__GIVEN DATA__:
::::::::
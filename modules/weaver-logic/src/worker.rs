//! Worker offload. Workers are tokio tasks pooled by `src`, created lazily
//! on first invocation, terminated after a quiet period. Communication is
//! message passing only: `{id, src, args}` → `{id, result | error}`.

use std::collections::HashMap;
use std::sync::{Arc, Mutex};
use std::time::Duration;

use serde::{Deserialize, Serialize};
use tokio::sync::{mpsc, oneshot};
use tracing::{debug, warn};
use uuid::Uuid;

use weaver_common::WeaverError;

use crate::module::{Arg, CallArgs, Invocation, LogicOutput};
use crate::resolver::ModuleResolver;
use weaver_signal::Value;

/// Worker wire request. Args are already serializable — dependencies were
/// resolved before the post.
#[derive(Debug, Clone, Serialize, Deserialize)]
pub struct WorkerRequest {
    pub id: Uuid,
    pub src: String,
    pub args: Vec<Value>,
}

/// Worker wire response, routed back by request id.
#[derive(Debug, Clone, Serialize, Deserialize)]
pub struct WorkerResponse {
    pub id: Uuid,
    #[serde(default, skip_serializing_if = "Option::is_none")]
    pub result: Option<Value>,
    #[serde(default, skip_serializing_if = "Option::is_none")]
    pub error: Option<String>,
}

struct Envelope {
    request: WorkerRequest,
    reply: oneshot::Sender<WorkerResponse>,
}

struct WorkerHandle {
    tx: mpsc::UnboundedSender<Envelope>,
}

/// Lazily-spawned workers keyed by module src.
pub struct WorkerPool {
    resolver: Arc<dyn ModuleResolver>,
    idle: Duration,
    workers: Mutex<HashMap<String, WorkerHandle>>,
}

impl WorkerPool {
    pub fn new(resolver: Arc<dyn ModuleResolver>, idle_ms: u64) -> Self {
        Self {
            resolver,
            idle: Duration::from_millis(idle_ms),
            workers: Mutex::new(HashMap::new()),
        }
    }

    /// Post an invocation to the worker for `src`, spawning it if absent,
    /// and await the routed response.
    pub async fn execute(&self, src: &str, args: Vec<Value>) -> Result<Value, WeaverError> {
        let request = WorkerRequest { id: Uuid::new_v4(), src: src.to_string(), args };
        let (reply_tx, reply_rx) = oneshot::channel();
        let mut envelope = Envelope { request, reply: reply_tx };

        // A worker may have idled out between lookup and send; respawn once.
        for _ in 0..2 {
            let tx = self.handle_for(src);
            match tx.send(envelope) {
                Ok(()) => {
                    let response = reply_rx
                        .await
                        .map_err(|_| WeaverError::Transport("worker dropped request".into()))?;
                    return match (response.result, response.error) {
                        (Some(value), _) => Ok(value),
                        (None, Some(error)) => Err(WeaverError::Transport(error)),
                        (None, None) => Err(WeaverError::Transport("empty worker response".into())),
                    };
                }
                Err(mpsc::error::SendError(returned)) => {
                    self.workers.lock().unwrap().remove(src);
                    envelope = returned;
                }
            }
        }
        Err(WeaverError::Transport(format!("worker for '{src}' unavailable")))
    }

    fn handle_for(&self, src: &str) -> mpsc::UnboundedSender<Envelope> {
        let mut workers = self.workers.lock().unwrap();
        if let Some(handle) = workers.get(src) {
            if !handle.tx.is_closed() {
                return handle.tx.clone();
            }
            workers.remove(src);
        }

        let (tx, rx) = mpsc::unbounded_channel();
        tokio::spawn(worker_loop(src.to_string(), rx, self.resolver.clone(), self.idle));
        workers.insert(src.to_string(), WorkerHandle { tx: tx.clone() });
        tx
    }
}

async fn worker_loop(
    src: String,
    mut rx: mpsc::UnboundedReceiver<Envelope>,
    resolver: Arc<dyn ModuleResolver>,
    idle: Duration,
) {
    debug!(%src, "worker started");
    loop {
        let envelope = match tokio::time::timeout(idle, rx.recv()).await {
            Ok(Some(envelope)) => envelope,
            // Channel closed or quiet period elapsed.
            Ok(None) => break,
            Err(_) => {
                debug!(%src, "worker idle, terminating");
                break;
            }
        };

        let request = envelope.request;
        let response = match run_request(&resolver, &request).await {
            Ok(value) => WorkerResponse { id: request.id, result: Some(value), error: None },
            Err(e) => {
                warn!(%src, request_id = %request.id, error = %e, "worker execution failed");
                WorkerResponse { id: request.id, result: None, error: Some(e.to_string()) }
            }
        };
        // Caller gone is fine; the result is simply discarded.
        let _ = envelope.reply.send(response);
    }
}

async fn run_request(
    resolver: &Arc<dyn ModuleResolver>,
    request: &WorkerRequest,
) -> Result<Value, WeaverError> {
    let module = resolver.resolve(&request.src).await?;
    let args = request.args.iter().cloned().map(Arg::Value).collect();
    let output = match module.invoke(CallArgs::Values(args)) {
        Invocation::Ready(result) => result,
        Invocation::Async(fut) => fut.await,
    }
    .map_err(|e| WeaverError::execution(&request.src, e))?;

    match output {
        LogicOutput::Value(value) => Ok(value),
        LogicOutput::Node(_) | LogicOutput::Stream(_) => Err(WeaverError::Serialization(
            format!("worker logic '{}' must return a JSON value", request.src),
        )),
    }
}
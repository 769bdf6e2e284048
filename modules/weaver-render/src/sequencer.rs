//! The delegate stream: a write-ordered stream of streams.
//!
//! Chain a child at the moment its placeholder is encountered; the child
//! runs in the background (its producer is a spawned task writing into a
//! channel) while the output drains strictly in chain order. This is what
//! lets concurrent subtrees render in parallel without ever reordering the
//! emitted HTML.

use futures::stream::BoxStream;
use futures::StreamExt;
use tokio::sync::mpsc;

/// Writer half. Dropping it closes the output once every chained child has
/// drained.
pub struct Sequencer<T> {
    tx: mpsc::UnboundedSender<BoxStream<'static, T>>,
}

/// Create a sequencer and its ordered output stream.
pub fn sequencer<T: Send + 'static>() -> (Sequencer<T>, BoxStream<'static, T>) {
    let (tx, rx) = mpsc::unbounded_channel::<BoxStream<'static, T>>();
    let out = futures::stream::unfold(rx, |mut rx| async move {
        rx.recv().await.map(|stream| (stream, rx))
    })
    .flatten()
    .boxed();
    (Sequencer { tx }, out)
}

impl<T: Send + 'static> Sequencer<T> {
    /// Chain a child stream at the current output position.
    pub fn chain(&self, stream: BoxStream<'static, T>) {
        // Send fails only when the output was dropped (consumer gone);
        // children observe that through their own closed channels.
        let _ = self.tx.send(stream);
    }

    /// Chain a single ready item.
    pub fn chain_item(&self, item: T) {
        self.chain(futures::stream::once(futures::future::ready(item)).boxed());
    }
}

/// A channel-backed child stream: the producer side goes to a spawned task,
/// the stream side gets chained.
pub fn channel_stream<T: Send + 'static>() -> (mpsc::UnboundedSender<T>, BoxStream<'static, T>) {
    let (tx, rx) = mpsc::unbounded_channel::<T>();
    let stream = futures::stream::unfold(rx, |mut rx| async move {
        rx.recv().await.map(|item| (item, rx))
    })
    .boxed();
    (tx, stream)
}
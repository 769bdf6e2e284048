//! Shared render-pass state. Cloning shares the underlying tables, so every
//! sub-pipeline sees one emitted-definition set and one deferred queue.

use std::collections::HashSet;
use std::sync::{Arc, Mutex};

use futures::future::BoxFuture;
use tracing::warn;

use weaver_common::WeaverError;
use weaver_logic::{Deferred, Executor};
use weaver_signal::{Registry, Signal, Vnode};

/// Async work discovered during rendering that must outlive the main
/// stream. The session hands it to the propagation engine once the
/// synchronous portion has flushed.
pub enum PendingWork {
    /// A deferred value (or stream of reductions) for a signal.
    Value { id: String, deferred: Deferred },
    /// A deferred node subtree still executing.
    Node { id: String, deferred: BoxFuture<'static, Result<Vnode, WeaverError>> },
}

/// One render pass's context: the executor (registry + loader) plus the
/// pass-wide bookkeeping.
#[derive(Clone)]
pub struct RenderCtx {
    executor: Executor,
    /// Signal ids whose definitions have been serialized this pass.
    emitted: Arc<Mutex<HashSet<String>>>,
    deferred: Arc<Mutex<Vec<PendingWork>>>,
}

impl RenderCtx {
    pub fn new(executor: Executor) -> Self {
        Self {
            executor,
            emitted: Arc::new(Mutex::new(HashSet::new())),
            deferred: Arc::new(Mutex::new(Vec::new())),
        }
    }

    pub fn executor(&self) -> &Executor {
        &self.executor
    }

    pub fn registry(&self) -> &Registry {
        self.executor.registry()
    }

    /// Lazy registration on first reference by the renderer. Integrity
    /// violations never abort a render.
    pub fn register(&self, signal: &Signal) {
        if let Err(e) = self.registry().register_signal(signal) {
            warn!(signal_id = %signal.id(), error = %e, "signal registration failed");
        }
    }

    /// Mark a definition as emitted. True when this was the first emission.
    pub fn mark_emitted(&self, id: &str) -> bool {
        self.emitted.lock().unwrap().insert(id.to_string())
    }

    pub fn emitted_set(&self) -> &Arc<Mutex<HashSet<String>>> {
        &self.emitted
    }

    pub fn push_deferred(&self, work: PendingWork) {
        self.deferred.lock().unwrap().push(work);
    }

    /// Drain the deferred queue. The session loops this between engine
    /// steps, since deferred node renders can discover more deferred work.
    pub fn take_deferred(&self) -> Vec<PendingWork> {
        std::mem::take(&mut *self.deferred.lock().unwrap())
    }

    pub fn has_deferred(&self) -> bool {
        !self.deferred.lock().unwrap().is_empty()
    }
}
::::::::
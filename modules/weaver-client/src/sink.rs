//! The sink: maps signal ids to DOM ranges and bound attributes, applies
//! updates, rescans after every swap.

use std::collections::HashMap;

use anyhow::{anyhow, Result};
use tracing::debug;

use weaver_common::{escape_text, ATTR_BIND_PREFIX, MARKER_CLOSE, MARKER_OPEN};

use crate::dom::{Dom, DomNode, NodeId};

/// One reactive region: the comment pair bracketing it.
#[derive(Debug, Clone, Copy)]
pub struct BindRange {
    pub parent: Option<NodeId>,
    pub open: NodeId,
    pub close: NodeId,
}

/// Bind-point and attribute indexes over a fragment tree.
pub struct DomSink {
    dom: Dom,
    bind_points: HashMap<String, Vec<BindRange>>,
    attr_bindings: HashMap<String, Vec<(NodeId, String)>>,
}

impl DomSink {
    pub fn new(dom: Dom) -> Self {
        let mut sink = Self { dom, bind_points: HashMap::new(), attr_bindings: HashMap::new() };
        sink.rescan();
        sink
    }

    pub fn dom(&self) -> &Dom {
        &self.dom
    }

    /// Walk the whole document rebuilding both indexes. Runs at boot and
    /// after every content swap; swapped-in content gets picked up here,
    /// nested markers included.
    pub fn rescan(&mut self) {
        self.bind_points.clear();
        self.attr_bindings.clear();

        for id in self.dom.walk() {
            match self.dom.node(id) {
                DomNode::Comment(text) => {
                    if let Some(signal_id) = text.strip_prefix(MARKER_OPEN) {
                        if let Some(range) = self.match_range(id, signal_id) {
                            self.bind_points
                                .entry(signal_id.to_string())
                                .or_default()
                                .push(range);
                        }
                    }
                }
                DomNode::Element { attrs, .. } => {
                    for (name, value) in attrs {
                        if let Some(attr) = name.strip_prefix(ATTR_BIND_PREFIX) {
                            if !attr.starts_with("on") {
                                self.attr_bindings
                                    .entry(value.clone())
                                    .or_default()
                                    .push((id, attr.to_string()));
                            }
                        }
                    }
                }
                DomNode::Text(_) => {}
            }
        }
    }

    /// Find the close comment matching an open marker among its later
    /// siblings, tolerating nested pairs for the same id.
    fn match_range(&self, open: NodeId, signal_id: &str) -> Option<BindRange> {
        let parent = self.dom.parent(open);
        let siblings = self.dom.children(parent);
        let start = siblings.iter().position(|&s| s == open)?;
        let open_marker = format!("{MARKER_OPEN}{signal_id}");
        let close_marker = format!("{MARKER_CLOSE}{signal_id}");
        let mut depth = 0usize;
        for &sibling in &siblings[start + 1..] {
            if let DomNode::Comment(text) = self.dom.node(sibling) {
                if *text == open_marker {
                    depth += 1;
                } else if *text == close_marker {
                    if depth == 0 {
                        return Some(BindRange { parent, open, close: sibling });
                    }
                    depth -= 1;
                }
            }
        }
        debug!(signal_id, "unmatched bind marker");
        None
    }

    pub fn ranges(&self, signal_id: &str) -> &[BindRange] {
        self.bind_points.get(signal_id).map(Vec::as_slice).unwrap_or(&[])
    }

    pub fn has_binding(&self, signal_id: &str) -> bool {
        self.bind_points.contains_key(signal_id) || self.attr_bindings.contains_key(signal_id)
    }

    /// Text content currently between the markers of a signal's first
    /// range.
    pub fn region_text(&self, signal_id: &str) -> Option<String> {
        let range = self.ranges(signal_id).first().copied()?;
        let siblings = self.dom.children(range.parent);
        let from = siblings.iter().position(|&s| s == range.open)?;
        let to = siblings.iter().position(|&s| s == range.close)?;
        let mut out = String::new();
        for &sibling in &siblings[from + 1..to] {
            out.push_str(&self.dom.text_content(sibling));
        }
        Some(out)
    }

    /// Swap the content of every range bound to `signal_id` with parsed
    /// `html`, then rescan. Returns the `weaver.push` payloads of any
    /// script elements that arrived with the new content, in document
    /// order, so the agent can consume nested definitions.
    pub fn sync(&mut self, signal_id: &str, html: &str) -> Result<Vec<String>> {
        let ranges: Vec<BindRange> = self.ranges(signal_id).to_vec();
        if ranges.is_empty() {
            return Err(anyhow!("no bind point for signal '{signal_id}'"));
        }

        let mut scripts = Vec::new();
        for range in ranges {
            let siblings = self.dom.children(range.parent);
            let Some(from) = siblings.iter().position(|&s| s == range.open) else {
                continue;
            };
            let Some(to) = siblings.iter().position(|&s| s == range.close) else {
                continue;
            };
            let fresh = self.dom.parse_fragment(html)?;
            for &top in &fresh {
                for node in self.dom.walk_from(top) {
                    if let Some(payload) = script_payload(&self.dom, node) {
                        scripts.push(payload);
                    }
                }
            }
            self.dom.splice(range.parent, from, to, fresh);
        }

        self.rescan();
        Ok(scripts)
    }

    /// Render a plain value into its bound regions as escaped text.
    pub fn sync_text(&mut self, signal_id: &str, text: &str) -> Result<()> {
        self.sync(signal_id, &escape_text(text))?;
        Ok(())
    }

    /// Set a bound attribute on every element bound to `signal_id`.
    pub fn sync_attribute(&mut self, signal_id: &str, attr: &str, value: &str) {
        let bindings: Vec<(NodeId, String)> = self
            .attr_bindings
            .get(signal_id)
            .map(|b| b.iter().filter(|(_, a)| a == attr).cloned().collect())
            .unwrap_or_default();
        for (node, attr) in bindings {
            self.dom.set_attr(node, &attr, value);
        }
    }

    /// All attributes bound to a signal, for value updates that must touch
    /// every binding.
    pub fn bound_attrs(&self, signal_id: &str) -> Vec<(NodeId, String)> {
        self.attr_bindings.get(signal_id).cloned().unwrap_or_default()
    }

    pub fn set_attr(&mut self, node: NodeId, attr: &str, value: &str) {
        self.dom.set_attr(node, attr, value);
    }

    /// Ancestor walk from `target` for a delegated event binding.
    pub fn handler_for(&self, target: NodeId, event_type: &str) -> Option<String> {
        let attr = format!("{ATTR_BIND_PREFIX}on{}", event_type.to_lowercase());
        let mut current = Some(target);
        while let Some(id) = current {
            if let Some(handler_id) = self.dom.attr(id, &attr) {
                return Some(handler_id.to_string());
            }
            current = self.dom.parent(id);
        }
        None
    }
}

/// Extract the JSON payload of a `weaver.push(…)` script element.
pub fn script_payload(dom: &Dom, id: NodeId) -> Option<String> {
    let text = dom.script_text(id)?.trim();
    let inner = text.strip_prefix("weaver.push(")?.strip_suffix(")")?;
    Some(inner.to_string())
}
::::::::
__PROBLEM REQUIREMENTS__:
Give every line of the material that includes the string "entry".

__EXPECTED OUTPUT__:
                                .entry(signal_id.to_string())
                                    .entry(value.clone())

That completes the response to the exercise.